Annulation 13 février 2025
Commentaire • 0
Sur la décision
| Référence : | TA Grenoble, 1re ch., 13 févr. 2025, n° 2105942 |
|---|---|
| Juridiction : | Tribunal administratif de Grenoble |
| Numéro : | 2105942 |
| Importance : | Inédit au recueil Lebon |
| Type de recours : | Excès de pouvoir |
| Dispositif : | Satisfaction partielle |
| Date de dernière mise à jour : | 30 mai 2025 |
Texte intégral
Vu les procédures suivantes :
I) Par une requête et un mémoire, enregistrés les 6 septembre 2021 et 11 avril 2022 sous le n° 2105942, M. B C, représenté par M A, demande au tribunal :
1°) d’annuler l’arrêté du 15 juillet 2021 par lequel le maire de la commune de Brié-et-Angonnes l’a mis en demeure de déposer une déclaration préalable afin de mettre ses travaux en conformité ;
2°) de mettre à la charge de la commune de Brié-et-Angonnes une somme de 3 000 euros en application de l’article L. 761-1 du code de justice administrative.
Il soutient que :
— la mise en demeure attaquée est dépourvue de base légale du fait de l’illégalité de l’opposition à déclaration préalable du 26 avril 2021, laquelle est entachée d’erreur de fait, d’erreur de droit et de détournement de pouvoir ;
— elle a été prise au terme d’une procédure irrégulière faute de mise en œuvre d’une procédure contradictoire ;
— l’astreinte infligée n’est pas motivée ;
— elle est entachée d’une erreur manifeste d’appréciation.

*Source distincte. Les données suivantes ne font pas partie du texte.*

// File: crates/sextant-feed/tests/common/mod.rs
// Purpose: In-memory payloads and dashboard wiring shared by the feed tests.
#![allow(dead_code)]

use std::sync::Arc;

use chrono::NaiveDate;
use sextant_core::series::names;
use sextant_core::{ConfidenceBandPoint, IndicatorPoint, IndicatorSet, LayoutHost, RawCandle};
use sextant_feed::config::PanelsConfig;
use sextant_feed::{
    Dashboard, DashboardHandle, DashboardSettings, ForecastPayload, ForecastSummary, MarketPayload, MemoryTransport,
    SextantConfig, TradeSignal,
};

pub const DAY: i64 = 86_400;

fn indicator(times: &[i64], warmup: usize, f: impl Fn(usize) -> f64) -> Vec<IndicatorPoint> {
    times.iter().enumerate().map(|(i, &t)| IndicatorPoint::new(t, (i >= warmup).then(|| f(i)))).collect()
}

pub fn market(symbol: &str, n: usize, base: f64) -> MarketPayload {
    let data: Vec<RawCandle> = (0..n)
        .map(|i| {
            let mid = base + (i as f64 * 0.25).sin() * base * 0.04;
            RawCandle {
                time: 1_700_000_000 + i as i64 * DAY,
                open: mid - 0.5,
                high: mid + 1.5,
                low: mid - 1.5,
                close: mid + 0.5,
                volume: 5_000.0 + (i % 7) as f64 * 300.0,
            }
        })
        .collect();
    let times: Vec<i64> = data.iter().map(|c| c.time).collect();
    let mut indicators = IndicatorSet::new();
    indicators.insert(names::SMA.into(), indicator(&times, 19, |_| base));
    indicators.insert(names::EMA.into(), indicator(&times, 11, |_| base * 1.005));
    indicators.insert(names::BB_UPPER.into(), indicator(&times, 19, |_| base * 1.06));
    indicators.insert(names::BB_MIDDLE.into(), indicator(&times, 19, |_| base));
    indicators.insert(names::BB_LOWER.into(), indicator(&times, 19, |_| base * 0.94));
    indicators.insert(names::RSI.into(), indicator(&times, 14, |i| 50.0 + (i as f64 * 0.3).sin() * 20.0));
    indicators.insert(names::MACD.into(), indicator(&times, 25, |i| (i as f64 * 0.2).sin()));
    indicators.insert(names::MACD_SIGNAL.into(), indicator(&times, 33, |i| (i as f64 * 0.2).sin() * 0.7));
    indicators.insert(names::MACD_HIST.into(), indicator(&times, 33, |i| (i as f64 * 0.2).sin() * 0.3));
    MarketPayload { symbol: symbol.to_string(), data, indicators }
}

pub fn forecast(current: f64, days: u32, strength: f64) -> ForecastPayload {
    let start = NaiveDate::from_ymd_opt(2024, 3, 1).unwrap_or_default();
    let predictions = (1..=days)
        .map(|d| {
            let predicted = current * (1.0 + 0.002 * d as f64);
            let spread = current * 0.004 * d as f64;
            ConfidenceBandPoint {
                date: start + chrono::Days::new(d as u64),
                predicted,
                lower_bound: predicted - spread,
                upper_bound: predicted + spread,
            }
        })
        .collect();
    ForecastPayload {
        current_price: current,
        predictions,
        summary: ForecastSummary { trend: "bullish".into(), confidence: 64.0 },
        signal: Some(TradeSignal { label: "Buy".into(), strength, stop_loss: None, target: None }),
    }
}

/// Default config with zero settle delay and labels off.
pub fn config() -> SextantConfig {
    let mut cfg = SextantConfig::default();
    cfg.panels.settle_ms = 0;
    cfg.panels.width = 480;
    cfg
}

pub fn settings(cfg: &SextantConfig) -> DashboardSettings {
    DashboardSettings::from_config(cfg).without_labels()
}

pub fn host(cfg: &SextantConfig) -> LayoutHost {
    LayoutHost::new(cfg.panels.initial_layout(&cfg.panels.descriptors()))
}

pub fn dashboard(
    transport: MemoryTransport,
    cfg: &SextantConfig,
) -> (Dashboard<MemoryTransport>, DashboardHandle, LayoutHost) {
    let host = host(cfg);
    let (dash, handle) =
        Dashboard::new(Arc::new(transport), host.subscribe(), settings(cfg)).expect("dashboard surfaces allocate");
    (dash, handle, host)
}

pub const PRICE: sextant_core::ContainerId = PanelsConfig::PRICE;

Par des mémoires en défense, enregistrés les 15 mars 2022 et 28 juin 2022, la commune de Brié-et-Angonnes, représentée par Me Vives, conclut, dans le dernier état de ses écritures, à titre principal, au rejet de la requête, à titre subsidiaire, à l’annulation partielle de l’arrêté attaqué en tant qu’il prononce une astreinte, et demande au tribunal de mettre à la charge du requérant une somme de 3 000 euros en application de l’article L. 761-1 du code de justice administrative.
Elle soutient que :
— le moyen tiré de l’exception d’illégalité de la décision d’opposition à déclaration préalable est irrecevable dès lors que cette décision n’est pas définitive ;
— les autres moyens soulevés par M. C ne sont pas fondés.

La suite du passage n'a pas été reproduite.